Many years ago, shareholders used to attend annual general meetings (AGM) to collect gifts. Discussions between shareholders were invariably about the quality of gifts rather than the management. When regulators banned gifts, the number of shareholders attending AGMs reduced — a trend that seems to be continuing. Some companies tend to look upon AGMs as a formality to comply with the provisions of the Companies Act.

In 2014, the India Bulls group was warned by regulators for conducting six back-to-back AGMs in a mind-boggling and record-breaking 15 minutes. The forthcoming AGMs of the Adani Group appear to go one step better — three AGMs lasting an hour each have been scheduled in the space of three hours with quite a handful of resolutions to pass, including some special resolutions.

To top it all, invitations for the AGM have been sent to lakhs of shareholders though the hall wherein the AGM is proposed to be held can only accommodate 400.
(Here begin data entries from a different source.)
//! # Composable Requests Testing
//!
//! Testing utilities and helpers for Composable Requests.
//!
//! This crate provides:
//! - A scripted [`MockDriver`] with gated calls and cancel recording
//! - A [`RecordingDispatcher`] for running the orchestrator without a store
//! - [`ReducerTest`], a Given-When-Then harness for reducers
//! - Property-based testing strategies for requests and responses
//!
//! ## Example
//!
//! ```
//! use composable_requests_testing::{MockDriver, RecordingDispatcher};
//! use composable_requests_core::{Request, RequestAction, Response};
//! use composable_requests_runtime::{Orchestrator, OrchestratorConfig};
//!
//! # #[tokio::main(flavor = "current_thread")]
//! # async fn main() {
//! let driver = MockDriver::new().respond("/books", Response::with_data(vec!["Dune"]));
//! let orchestrator = Orchestrator::new(OrchestratorConfig::new(driver.clone().into_driver()));
//! let dispatcher = RecordingDispatcher::new();
//!
//! let fetch = RequestAction::new("FETCH_BOOKS", Request::get("/books"));
//! let _ = orchestrator.handle(fetch.into(), &dispatcher).await;
//!
//! assert_eq!(dispatcher.action_types(), vec!["FETCH_BOOKS", "FETCH_BOOKS_SUCCESS"]);
//! assert_eq!(driver.calls().len(), 1);
//! # }
//! ```

/// Mock driver and dispatcher
pub mod mocks;

mod reducer_test;

/// Test helpers and utilities
pub mod helpers {
    /// Route `tracing` output through the test harness
    ///
    /// Honors `RUST_LOG`. Safe to call from every test; only the first call
    /// installs the subscriber.
    pub fn init_test_tracing() {
        let _ = tracing_subscriber::fmt()
            .with_env_filter(tracing_subscriber::EnvFilter::from_default_env())
            .with_test_writer()
            .try_init();
    }
}

/// Property-based testing utilities using proptest.
pub mod properties {
    use composable_requests_core::{Request, RequestPayload, Response};
    use proptest::prelude::*;
    use serde_json::{Value, json};

    fn arb_path() -> impl Strategy<Value = String> {
        "[a-z]{1,8}(/[a-z0-9]{1,6}){0,2}".prop_map(|path| format!("/{path}"))
    }

    /// Requests of every shape the read-only heuristic distinguishes
    pub fn arb_request() -> impl Strategy<Value = Request> {
        prop_oneof![
            arb_path().prop_map(Request::get),
            arb_path().prop_map(Request::post),
            arb_path().prop_map(Request::delete),
            "[a-z]{1,12}".prop_map(|field| Request::graphql(format!("query {{ {field} }}"))),
            "[a-z]{1,12}".prop_map(|field| Request::graphql(format!("mutation {{ {field} }}"))),
        ]
    }

    /// Scalar or small list JSON values
    pub fn arb_data() -> impl Strategy<Value = Value> {
        prop_oneof![
            Just(Value::Null),
            any::<bool>().prop_map(Value::from),
            any::<i64>().prop_map(Value::from),
            "[a-zA-Z ]{0,16}".prop_map(Value::from),
            prop::collection::vec(any::<i32>(), 0..4).prop_map(|items| json!(items)),
        ]
    }

    /// Responses carrying `data` and up to two extra fields
    pub fn arb_response() -> impl Strategy<Value = Response> {
        (arb_data(), prop::collection::btree_map("[a-z]{1,6}", arb_data(), 0..3)).prop_map(
            |(data, extra)| {
                extra
                    .into_iter()
                    .filter(|(field, _)| field != "data")
                    .fold(Response::with_data(data), |response, (field, value)| {
                        response.with_field(field, value)
                    })
            },
        )
    }

    /// Non-empty batches of requests
    pub fn arb_batch() -> impl Strategy<Value = RequestPayload> {
        prop::collection::vec(arb_request(), 1..5).prop_map(RequestPayload::from)
    }
}

pub use helpers::init_test_tracing;
pub use mocks::{Gate, MockDriver, RecordingDispatcher};
pub use reducer_test::ReducerTest;

#[cfg(test)]
mod tests {
    use super::properties::{arb_batch, arb_response};
    use composable_requests_core::Response;
    use proptest::prelude::*;

    proptest! {
        #[test]
        fn test_batches_are_never_empty(batch in arb_batch()) {
            prop_assert!(batch.is_batch());
            prop_assert!(!batch.is_empty());
        }

        #[test]
        fn test_merging_one_response_keeps_every_field(response in arb_response()) {
            let merged = Response::merge_batch(std::slice::from_ref(&response));
            for (field, _) in response.fields() {
                prop_assert!(merged.get(field).is_some());
            }
        }
    }
}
Go digital The question is, at a time everything goes digital, are physical AGMs necessary? Can’t we transition to e-AGMs? The two important reasons for calling an AGM are to get shareholder approval for audited accounts of the company and to approve the dividend if the company has sufficient moolah in the bank.

Ancillary reasons for calling an AGM are to appoint or reappoint auditors and directors who could be new or could be seeking reappointment and to fix their remuneration.

In some companies, there could be other resolutions that need shareholders’ nod. Despite the nature and the quantity of resolutions, the end purpose of all AGMs is to seek shareholder approval.

Section 108 of the Companies Act, read with Rule 20 of the Companies (Management and Administration) Rules 2014, appears to offer a solution. The rules mandate every listed company, which has more than 1000 shareholders, to provide their members the facility to vote at general meeting through electronic means.

E-voting works According to the rules, e-voting shall be open for a minimum of one day and a maximum of three days — this provides enough time for a shareholder to vote.

The Rules are flexible enough to permit a person who has e-voted to attend the AGM and are rigid enough to prevent him from altering his vote at the AGM. The purpose of e voting is to ensure that a larger number of members get to participate in the affairs of the company.

Normally, shareholders have sufficient time to go through the audited accounts of the company, the proposed resolutions and the time the AGM is held. This time frame is to give them sufficient notice to comprehend the financials and the content of the resolutions.

In case they have any objections, they can raise it in the AGM. However, companies are able to predict the questions that could arise in AGM’s and have standard corporate responses ready. The Ministry of Corporate Affairs should contemplate permitting e-AGMS.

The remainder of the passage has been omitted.